Rocking 4th Quarter Parenting

This year has brought all kinds of change for the Nutty North's. There was that pesky diagnosis last year of autism and a host of other co-diagnosis'. We spent the summer last year preparing our then 2 year old to attend school and tried to manage the other four and keep them on track beginning school at the school they finished last summer.


It worked. Until it didn't and it seemed we had to change our plan. 


While the oldest began school where they left off, our tiny tot shuttled off to her first day of her school career. She was not yet 3. I bawled my eyes out and realized life as we knew it had changed. I had no idea how much it would change in the coming months. 

While I tried to keep up the 30 minute drive, sometimes 4 times a day, I grew weary. With therapies in and out of school as well as the kids extracurricular sports, I couldn't do it and we made a switch cautiously to public school. I was anxious and afraid. I wondered how it would go? I knew we had already built a small community to love in our sports families but would it work? What would change? What about old friends? 

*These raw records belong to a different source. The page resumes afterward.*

//! `comparison` report writer (§4.9): expected-vs-actual matching, either
//! by direct URL lookup or by three-tier title matching when no expected
//! URL is given.

use std::collections::HashMap;
use std::path::Path;

use crate::classifier::ExpectedRow;
use crate::reports::csv_util::row;
use crate::text_norm::{jaccard_similarity, normalize_text, prefix_match};
use crate::url_norm::normalize_url;
use crate::worker::PageRecord;

const TITLE_LIMIT: usize = 60;
const DESCRIPTION_LIMIT: usize = 160;
const PREFIX_TOKENS: usize = 4;
const FUZZY_THRESHOLD: f64 = 0.6;

#[derive(Debug, Clone, Copy, PartialEq, Eq)]
pub enum Classification {
    Correct,
    DescMismatchOnly,
    OtherMismatch,
    NotFound,
    Ambiguous,
}

impl Classification {
    fn as_str(self) -> &'static str {
        match self {
            Classification::Correct => "correct",
            Classification::DescMismatchOnly => "desc-mismatch-only",
            Classification::OtherMismatch => "other-mismatch",
            Classification::NotFound => "not-found",
            Classification::Ambiguous => "ambiguous",
        }
    }
}

struct MatchResult<'p> {
    classification: Classification,
    page: Option<&'p PageRecord>,
}

/// Build the comparison report: one row per expected row, matched either
/// by normalized URL (when `expected_url` is present) or by title (§4.9).
pub fn write_comparison(
    out_dir: &Path,
    expected: &[ExpectedRow],
    pages: &[PageRecord],
    keep_page_param: bool,
) -> std::io::Result<()> {
    let by_url: HashMap<String, &PageRecord> = pages
        .iter()
        .filter_map(|p| normalize_url(&p.url, keep_page_param).map(|n| (n, p)))
        .collect();

    let mut body = row(&[
        "expected_url".into(),
        "expected_title".into(),
        "expected_description".into(),
        "matched_url".into(),
        "actual_title".into(),
        "actual_description".into(),
        "classification".into(),
        "title_length_ok".into(),
        "description_length_ok".into(),
    ]);

    for row_in in expected {
        let result = match &row_in.expected_url {
            Some(url) => match_by_url(url, row_in, &by_url, keep_page_param),
            None => match_by_title(row_in, pages),
        };

        let actual_title = result.page.and_then(|p| p.title.clone());
        let actual_description = result.page.and_then(|p| p.description.clone());
        let title_len = actual_title
            .as_ref()
            .or(row_in.expected_title.as_ref())
            .map(|t| t.chars().count())
            .unwrap_or(0);
        let desc_len = actual_description
            .as_ref()
            .or(row_in.expected_description.as_ref())
            .map(|d| d.chars().count())
            .unwrap_or(0);

        body.push_str(&row(&[
            row_in.expected_url.clone().unwrap_or_default(),
            row_in.expected_title.clone().unwrap_or_default(),
            row_in.expected_description.clone().unwrap_or_default(),
            result.page.map(|p| p.url.clone()).unwrap_or_default(),
            actual_title.unwrap_or_default(),
            actual_description.unwrap_or_default(),
            result.classification.as_str().to_string(),
            (title_len <= TITLE_LIMIT).to_string(),
            (desc_len <= DESCRIPTION_LIMIT).to_string(),
        ]));
    }

    crate::atomic::write_retry(&out_dir.join("comparison.csv"), body.as_bytes())
}

fn match_by_url<'p>(
    url: &str,
    expected: &ExpectedRow,
    by_url: &HashMap<String, &'p PageRecord>,
    keep_page_param: bool,
) -> MatchResult<'p> {
    let Some(normalized) = normalize_url(url, keep_page_param) else {
        return MatchResult {
            classification: Classification::NotFound,
            page: None,
        };
    };
    let Some(page) = by_url.get(&normalized).copied() else {
        return MatchResult {
            classification: Classification::NotFound,
            page: None,
        };
    };

    let title_match = expected
        .expected_title
        .as_ref()
        .map(|t| normalize_text(t) == normalize_text(page.title.as_deref().unwrap_or_default()))
        .unwrap_or(true);
    let desc_match = expected
        .expected_description
        .as_ref()
        .map(|d| normalize_text(d) == normalize_text(page.description.as_deref().unwrap_or_default()))
        .unwrap_or(true);

    let classification = if !title_match {
        Classification::OtherMismatch
    } else if !desc_match {
        Classification::DescMismatchOnly
    } else {
        Classification::Correct
    };

    MatchResult {
        classification,
        page: Some(page),
    }
}

fn match_by_title<'p>(expected: &ExpectedRow, pages: &'p [PageRecord]) -> MatchResult<'p> {
    let Some(expected_title) = expected.expected_title.as_deref() else {
        return MatchResult {
            classification: Classification::NotFound,
            page: None,
        };
    };

    // Tier 3: exact match on normalized title.
    let exact: Vec<&PageRecord> = pages
        .iter()
        .filter(|p| normalize_text(p.title.as_deref().unwrap_or_default()) == normalize_text(expected_title))
        .collect();
    if !exact.is_empty() {
        return resolve_tier(exact, expected);
    }

    // Tier 2: first K normalized tokens agree.
    let prefix: Vec<&PageRecord> = pages
        .iter()
        .filter(|p| prefix_match(p.title.as_deref().unwrap_or_default(), expected_title, PREFIX_TOKENS))
        .collect();
    if !prefix.is_empty() {
        return resolve_tier(prefix, expected);
    }

    // Tier 1: Jaccard similarity over tokenized titles.
    let fuzzy: Vec<&PageRecord> = pages
        .iter()
        .filter(|p| jaccard_similarity(p.title.as_deref().unwrap_or_default(), expected_title) >= FUZZY_THRESHOLD)
        .collect();
    if !fuzzy.is_empty() {
        return resolve_tier(fuzzy, expected);
    }

    MatchResult {
        classification: Classification::NotFound,
        page: None,
    }
}

fn resolve_tier<'p>(candidates: Vec<&'p PageRecord>, expected: &ExpectedRow) -> MatchResult<'p> {
    if candidates.len() > 1 {
        return MatchResult {
            classification: Classification::Ambiguous,
            page: None,
        };
    }
    let page = candidates[0];
    let desc_match = expected
        .expected_description
        .as_ref()
        .map(|d| normalize_text(d) == normalize_text(page.description.as_deref().unwrap_or_default()))
        .unwrap_or(true);
    MatchResult {
        classification: if desc_match {
            Classification::Correct
        } else {
            Classification::DescMismatchOnly
        },
        page: Some(page),
    }
}

#[cfg(test)]
mod tests {
    use super::*;

    fn page(url: &str, title: &str, description: &str) -> PageRecord {
        PageRecord {
            url: url.to_string(),
            title: Some(title.to_string()),
            description: Some(description.to_string()),
            title_normalized: normalize_text(title),
            links: Vec::new(),
            last_fetched: 0,
        }
    }

    fn expected(url: Option<&str>, title: Option<&str>, description: Option<&str>) -> ExpectedRow {
        ExpectedRow {
            expected_url: url.map(str::to_string),
            expected_title: title.map(str::to_string),
            expected_description: description.map(str::to_string),
        }
    }

    #[test]
    fn url_lookup_correct_when_both_fields_match() {
        let pages = vec![page("https://a.com/x", "Title", "Desc")];
        let by_url: HashMap<String, &PageRecord> = pages.iter().map(|p| (p.url.clone(), p)).collect();
        let exp = expected(Some("https://a.com/x"), Some("Title"), Some("Desc"));
        let result = match_by_url("https://a.com/x", &exp, &by_url, false);
        assert_eq!(result.classification, Classification::Correct);
    }

    #[test]
    fn url_lookup_desc_mismatch_only() {
        let pages = vec![page("https://a.com/x", "Title", "Other desc")];
        let by_url: HashMap<String, &PageRecord> = pages.iter().map(|p| (p.url.clone(), p)).collect();
        let exp = expected(Some("https://a.com/x"), Some("Title"), Some("Desc"));
        let result = match_by_url("https://a.com/x", &exp, &by_url, false);
        assert_eq!(result.classification, Classification::DescMismatchOnly);
    }

    #[test]
    fn url_lookup_not_found_when_absent() {
        let by_url: HashMap<String, &PageRecord> = HashMap::new();
        let exp = expected(Some("https://a.com/missing"), None, None);
        let result = match_by_url("https://a.com/missing", &exp, &by_url, false);
        assert_eq!(result.classification, Classification::NotFound);
    }

    #[test]
    fn title_match_exact_tier_wins() {
        let pages = vec![page("https://a.com/x", "Getting Started", "Desc")];
        let exp = expected(None, Some("Getting Started"), Some("Desc"));
        let result = match_by_title(&exp, &pages);
        assert_eq!(result.classification, Classification::Correct);
    }

    #[test]
    fn title_match_ties_are_ambiguous() {
        let pages = vec![
            page("https://a.com/x", "Getting Started", "Desc"),
            page("https://a.com/y", "Getting Started", "Other"),
        ];
        let exp = expected(None, Some("Getting Started"), None);
        let result = match_by_title(&exp, &pages);
        assert_eq!(result.classification, Classification::Ambiguous);
    }

    #[test]
    fn title_match_not_found_when_no_tier_hits() {
        let pages = vec![page("https://a.com/x", "Completely Different", "Desc")];
        let exp = expected(None, Some("Nothing Alike At All Here"), None);
        let result = match_by_title(&exp, &pages);
        assert_eq!(result.classification, Classification::NotFound);
    }
}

As the children bravely mustered courage to step on a new bus at a new route, I prayed it would work out. It did. However, here we are months later and I am done. The change worked. The kids flourished. The school exceeded my expectations and though I miss people from our school I don't miss the school or the added stress.

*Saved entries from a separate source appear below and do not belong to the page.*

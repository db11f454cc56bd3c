//! Output Gate (C6): validates user-selected outputs against the classified
//! input shape. Advisory (surfaces errors) and enforced (rejects `Apply`).

use std::collections::HashSet;

use crate::classifier::{ColumnRole, InputShape};
use crate::error::GateError;

#[derive(Debug, Clone, Copy, PartialEq, Eq, Hash)]
pub enum OutputKind {
    Urls,
    SiteCatalog,
    InternalLinks,
    Tree,
    ExistenceCsv,
    ComparisonCsv,
}

impl OutputKind {
    fn key(self) -> &'static str {
        match self {
            OutputKind::Urls => "urls",
            OutputKind::SiteCatalog => "site_catalog",
            OutputKind::InternalLinks => "internal_links",
            OutputKind::Tree => "tree",
            OutputKind::ExistenceCsv => "existence_csv",
            OutputKind::ComparisonCsv => "comparison_csv",
        }
    }

    fn from_key(key: &str) -> Option<Self> {
        match key {
            "urls" => Some(OutputKind::Urls),
            "site_catalog" => Some(OutputKind::SiteCatalog),
            "internal_links" => Some(OutputKind::InternalLinks),
            "tree" => Some(OutputKind::Tree),
            "existence_csv" => Some(OutputKind::ExistenceCsv),
            "comparison_csv" => Some(OutputKind::ComparisonCsv),
            _ => None,
        }
    }
}

/// Parse the CLI/Control-Channel string form of selected outputs,
/// silently ignoring unrecognized names.
pub fn parse_selected(names: &[String]) -> HashSet<OutputKind> {
    names.iter().filter_map(|n| OutputKind::from_key(n)).collect()
}

#[derive(Debug, Clone)]
pub struct GateResult {
    pub ok: bool,
    pub errors: Vec<GateError>,
}

/// Validate `selected` against `shape`. The `columnCount == 2` ambiguity
/// between the Classifier's table and this gate's own rule is resolved in
/// this function's favor (see the crate's design notes): gating is keyed
/// only on `first_column_url_share` and `inferred_roles` membership.
pub fn validate(shape: &InputShape, selected: &HashSet<OutputKind>) -> GateResult {
    let mut errors = Vec::new();

    let has_url_shape = shape.first_column_url_share >= 0.6 || shape.inferred_roles.contains(&ColumnRole::Url);
    let has_text_shape =
        shape.inferred_roles.contains(&ColumnRole::Title) || shape.inferred_roles.contains(&ColumnRole::Description);

    if selected.contains(&OutputKind::ExistenceCsv) {
        if !shape.exists {
            errors.push(reject(OutputKind::ExistenceCsv, "no input file was provided"));
        } else if !has_url_shape {
            errors.push(reject(
                OutputKind::ExistenceCsv,
                "first column must look like URLs",
            ));
        }
    }

    if selected.contains(&OutputKind::ComparisonCsv) {
        if !shape.exists {
            errors.push(reject(OutputKind::ComparisonCsv, "no input file was provided"));
        } else if !has_text_shape {
            errors.push(reject(
                OutputKind::ComparisonCsv,
                "input must contain a title and/or description column",
            ));
        }
    }

    GateResult {
        ok: errors.is_empty(),
        errors,
    }
}

fn reject(kind: OutputKind, reason: &str) -> GateError {
    GateError {
        key: kind.key().to_string(),
        reason: reason.to_string(),
    }
}

#[cfg(test)]
mod tests {
    use super::*;

    fn shape(column_count: usize, first_col_share: f64, roles: Vec<ColumnRole>) -> InputShape {
        InputShape {
            exists: true,
            column_count,
            first_column_url_share: first_col_share,
            first_row_is_url: first_col_share >= 0.6,
            inferred_roles: roles,
        }
    }

    #[test]
    fn always_allowed_outputs_never_rejected() {
        let shape = shape(2, 0.0, vec![ColumnRole::Title, ColumnRole::Description]);
        let selected = [
            OutputKind::Urls,
            OutputKind::SiteCatalog,
            OutputKind::InternalLinks,
            OutputKind::Tree,
        ]
        .into_iter()
        .collect();
        let result = validate(&shape, &selected);
        assert!(result.ok);
    }

    #[test]
    fn titles_and_descriptions_reject_existence_but_allow_comparison() {
        let shape = shape(2, 0.0, vec![ColumnRole::Title, ColumnRole::Description]);
        let selected = [OutputKind::ComparisonCsv].into_iter().collect();
        assert!(validate(&shape, &selected).ok);

        let selected = [OutputKind::ExistenceCsv].into_iter().collect();
        let result = validate(&shape, &selected);
        assert!(!result.ok);
        assert_eq!(result.errors[0].key, "existence_csv");
    }

    #[test]
    fn single_url_column_rejects_comparison() {
        let shape = shape(1, 1.0, vec![ColumnRole::Url]);
        let selected = [OutputKind::ComparisonCsv].into_iter().collect();
        let result = validate(&shape, &selected);
        assert!(!result.ok);
        assert!(result.errors[0].reason.contains("title"));
    }

    #[test]
    fn absent_input_rejects_both_gated_outputs() {
        let shape = InputShape::absent();
        let selected = [OutputKind::ExistenceCsv, OutputKind::ComparisonCsv]
            .into_iter()
            .collect();
        let result = validate(&shape, &selected);
        assert!(!result.ok);
        assert_eq!(result.errors.len(), 2);
    }
}
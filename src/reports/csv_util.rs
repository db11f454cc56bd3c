//! Minimal RFC 4180 CSV field escaping, shared by the report writers.
//!
//! The crate does not pull in a CSV library: the worker's own partial
//! writers (`worker::PartialWriter::append_existence`) already build CSV
//! lines by hand, so the report writers follow the same idiom rather than
//! introducing a second way to do the same thing.

/// Escape a single field for a comma-delimited row: wrap in quotes and
/// double any embedded quotes if the field contains a comma, quote, or
/// newline.
pub fn escape_field(field: &str) -> String {
    if field.contains(',') || field.contains('"') || field.contains('\n') || field.contains('\r') {
        format!("\"{}\"", field.replace('"', "\"\""))
    } else {
        field.to_string()
    }
}

/// Join already-escaped fields into one CSV row with a trailing newline.
pub fn row(fields: &[String]) -> String {
    let mut line = fields.iter().map(|f| escape_field(f)).collect::<Vec<_>>().join(",");
    line.push('\n');
    line
}

#[cfg(test)]
mod tests {
    use super::*;

    #[test]
    fn plain_fields_are_unquoted() {
        assert_eq!(escape_field("hello"), "hello");
    }

    #[test]
    fn commas_and_quotes_are_escaped() {
        assert_eq!(escape_field("a,b"), "\"a,b\"");
        assert_eq!(escape_field("say \"hi\""), "\"say \"\"hi\"\"\"");
    }

    #[test]
    fn row_joins_and_terminates() {
        let line = row(&["a".to_string(), "b,c".to_string()]);
        assert_eq!(line, "a,\"b,c\"\n");
    }
}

However this last month always seems to bring the worst out of me. I don't want to school. I am known for pulling my kids a day or two before Christmas Break AND the end of the Year because I am just done. That need to be done has started a little earlier this year. This week I had a few fourth quarter parenting moments and it had nothing to do with the fact we have 5 kids, a child with special needs or a week and a half left of school.
1. Those carefully packed snacks and lunches were nearly a bag of gluten free crackers left in a sweet preschoolers lunch box with hopes her teacher and aide understood but I mustered up the energy to find a baggie and toss some in. 
2.Then there was the moment I thought I messed up on crazy hair day. I hadn't heard of it and it would have been hopeless if my kids had been participating because about as close as they got was the fact I didn't straighten their hair before school this week. Not once. 
3.Then knowing I was nearing the end of my rope I decided to get the kids teacher gifts done. Signed, sealed and delivered. After spending time creating and making bath soak and shopping to include everyone I sat with a table full of gifts, and no gift bags or tags. 
4.Finally,  today, after nearly all day snuggling my kiddos in bed I had my fourth 4th Quarter Parenting moment when I realized I had yet to fix the printer that I needed for my son's project about his future. Hopefully his future is brighter than his half-hearted attempt to finish out this school year.

To all you moms trying to finish out the school year with style, go for it, admit you are done and bask in the silly mistakes we all make...for I find as a community we are all doing the best we can and knowing we are not alone can only make this easier. Right????